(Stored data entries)
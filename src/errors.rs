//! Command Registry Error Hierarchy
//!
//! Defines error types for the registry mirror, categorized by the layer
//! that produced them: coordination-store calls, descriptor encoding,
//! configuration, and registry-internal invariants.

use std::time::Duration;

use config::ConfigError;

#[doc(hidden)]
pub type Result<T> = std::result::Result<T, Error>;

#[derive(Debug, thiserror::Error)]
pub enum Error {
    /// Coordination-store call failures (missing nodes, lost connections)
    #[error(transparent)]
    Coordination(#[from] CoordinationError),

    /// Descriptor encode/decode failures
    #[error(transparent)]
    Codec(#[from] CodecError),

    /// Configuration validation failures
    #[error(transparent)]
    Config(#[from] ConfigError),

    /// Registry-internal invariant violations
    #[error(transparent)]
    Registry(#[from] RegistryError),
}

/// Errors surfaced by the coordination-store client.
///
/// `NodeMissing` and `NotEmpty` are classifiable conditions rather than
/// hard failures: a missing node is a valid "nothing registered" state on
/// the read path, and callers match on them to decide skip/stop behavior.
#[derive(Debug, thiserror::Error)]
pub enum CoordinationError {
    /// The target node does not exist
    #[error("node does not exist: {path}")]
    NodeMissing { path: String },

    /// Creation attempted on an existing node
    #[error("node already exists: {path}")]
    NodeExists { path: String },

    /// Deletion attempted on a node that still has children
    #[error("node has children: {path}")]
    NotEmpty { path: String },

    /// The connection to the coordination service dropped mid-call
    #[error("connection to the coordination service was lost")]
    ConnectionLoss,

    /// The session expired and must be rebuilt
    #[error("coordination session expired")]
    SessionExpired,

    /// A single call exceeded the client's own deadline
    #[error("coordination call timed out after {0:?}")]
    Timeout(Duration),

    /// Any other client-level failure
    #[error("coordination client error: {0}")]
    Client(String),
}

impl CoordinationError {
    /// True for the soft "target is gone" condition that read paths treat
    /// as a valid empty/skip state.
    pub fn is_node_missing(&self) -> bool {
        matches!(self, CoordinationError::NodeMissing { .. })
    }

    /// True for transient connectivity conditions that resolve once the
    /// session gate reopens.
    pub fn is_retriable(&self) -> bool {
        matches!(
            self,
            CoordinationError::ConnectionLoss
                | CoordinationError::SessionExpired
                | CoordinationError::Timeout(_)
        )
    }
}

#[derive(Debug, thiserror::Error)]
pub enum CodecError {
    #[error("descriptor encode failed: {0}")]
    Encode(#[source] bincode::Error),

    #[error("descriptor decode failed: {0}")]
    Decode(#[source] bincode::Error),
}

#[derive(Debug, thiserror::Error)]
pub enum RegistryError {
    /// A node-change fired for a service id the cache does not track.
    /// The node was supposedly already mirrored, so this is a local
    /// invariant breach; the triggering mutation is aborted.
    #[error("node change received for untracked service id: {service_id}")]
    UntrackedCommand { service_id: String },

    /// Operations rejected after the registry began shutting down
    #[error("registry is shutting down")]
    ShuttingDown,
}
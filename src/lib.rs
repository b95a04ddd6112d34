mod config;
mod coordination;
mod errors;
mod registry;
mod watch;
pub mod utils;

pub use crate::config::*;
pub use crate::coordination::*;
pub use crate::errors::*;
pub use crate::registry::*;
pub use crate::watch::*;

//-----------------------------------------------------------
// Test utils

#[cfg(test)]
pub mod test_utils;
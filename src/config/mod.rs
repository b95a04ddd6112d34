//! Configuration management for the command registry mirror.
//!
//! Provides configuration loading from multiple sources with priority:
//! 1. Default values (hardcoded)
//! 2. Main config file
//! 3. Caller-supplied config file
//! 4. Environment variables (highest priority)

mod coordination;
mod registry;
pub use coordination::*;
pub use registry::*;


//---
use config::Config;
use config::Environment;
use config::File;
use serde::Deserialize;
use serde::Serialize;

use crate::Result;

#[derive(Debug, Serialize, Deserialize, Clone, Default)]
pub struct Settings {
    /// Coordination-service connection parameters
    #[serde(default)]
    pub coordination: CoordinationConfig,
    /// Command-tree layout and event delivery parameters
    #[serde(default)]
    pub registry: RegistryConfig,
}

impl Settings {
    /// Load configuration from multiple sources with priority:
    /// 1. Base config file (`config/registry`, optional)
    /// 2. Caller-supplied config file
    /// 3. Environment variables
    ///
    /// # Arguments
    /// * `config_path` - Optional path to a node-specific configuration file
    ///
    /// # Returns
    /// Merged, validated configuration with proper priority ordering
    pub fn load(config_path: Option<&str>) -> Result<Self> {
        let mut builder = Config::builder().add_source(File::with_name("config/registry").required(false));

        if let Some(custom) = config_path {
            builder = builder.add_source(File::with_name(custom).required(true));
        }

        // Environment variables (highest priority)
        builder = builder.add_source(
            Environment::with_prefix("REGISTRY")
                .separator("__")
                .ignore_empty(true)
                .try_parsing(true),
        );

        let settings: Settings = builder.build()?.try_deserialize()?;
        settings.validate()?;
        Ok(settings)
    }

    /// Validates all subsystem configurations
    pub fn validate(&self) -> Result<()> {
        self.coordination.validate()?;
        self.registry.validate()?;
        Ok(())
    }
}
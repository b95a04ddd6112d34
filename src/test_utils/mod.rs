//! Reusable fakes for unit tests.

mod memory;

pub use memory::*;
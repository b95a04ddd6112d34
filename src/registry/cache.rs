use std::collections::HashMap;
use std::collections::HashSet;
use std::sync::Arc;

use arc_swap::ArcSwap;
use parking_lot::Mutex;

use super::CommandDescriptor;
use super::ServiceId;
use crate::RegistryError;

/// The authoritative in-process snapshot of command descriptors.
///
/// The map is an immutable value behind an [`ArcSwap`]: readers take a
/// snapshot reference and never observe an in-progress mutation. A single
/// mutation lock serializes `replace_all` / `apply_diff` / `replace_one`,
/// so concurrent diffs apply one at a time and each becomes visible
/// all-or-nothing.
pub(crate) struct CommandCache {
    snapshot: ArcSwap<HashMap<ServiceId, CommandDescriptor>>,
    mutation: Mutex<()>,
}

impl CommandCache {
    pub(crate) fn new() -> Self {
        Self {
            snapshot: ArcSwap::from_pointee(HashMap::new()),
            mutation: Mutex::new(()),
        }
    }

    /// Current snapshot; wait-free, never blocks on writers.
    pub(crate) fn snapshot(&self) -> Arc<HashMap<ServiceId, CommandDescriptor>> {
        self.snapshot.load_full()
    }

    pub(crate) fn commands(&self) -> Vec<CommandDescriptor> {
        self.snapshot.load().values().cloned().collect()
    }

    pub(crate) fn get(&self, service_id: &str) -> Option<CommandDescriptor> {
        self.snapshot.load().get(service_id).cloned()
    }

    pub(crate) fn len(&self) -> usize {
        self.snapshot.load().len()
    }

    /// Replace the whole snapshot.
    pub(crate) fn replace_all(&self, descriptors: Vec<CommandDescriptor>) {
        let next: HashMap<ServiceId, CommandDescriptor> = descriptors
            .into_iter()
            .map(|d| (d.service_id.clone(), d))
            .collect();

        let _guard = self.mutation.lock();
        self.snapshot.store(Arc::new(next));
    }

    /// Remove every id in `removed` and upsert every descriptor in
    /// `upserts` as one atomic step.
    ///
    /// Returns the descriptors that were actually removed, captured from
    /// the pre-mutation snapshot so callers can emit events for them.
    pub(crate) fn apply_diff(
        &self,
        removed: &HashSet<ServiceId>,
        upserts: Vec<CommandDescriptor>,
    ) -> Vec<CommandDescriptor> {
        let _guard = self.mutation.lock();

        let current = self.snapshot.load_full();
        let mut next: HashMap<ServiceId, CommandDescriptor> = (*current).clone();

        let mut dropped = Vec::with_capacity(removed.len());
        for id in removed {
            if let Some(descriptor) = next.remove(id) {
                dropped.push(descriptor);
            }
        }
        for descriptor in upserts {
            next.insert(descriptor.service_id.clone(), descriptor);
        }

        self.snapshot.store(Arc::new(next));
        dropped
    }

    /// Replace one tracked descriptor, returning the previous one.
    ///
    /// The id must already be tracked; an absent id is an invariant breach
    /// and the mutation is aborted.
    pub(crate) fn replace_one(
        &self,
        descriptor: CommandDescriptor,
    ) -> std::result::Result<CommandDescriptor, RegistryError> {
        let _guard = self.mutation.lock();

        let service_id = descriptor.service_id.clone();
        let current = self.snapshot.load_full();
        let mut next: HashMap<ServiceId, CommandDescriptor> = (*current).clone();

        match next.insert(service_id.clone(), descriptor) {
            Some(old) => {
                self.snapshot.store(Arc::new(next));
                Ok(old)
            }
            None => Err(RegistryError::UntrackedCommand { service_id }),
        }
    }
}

About this exercise: Gather each line in the data that holds the string "Duration".

Exercise response:
use std::time::Duration;
    Timeout(Duration),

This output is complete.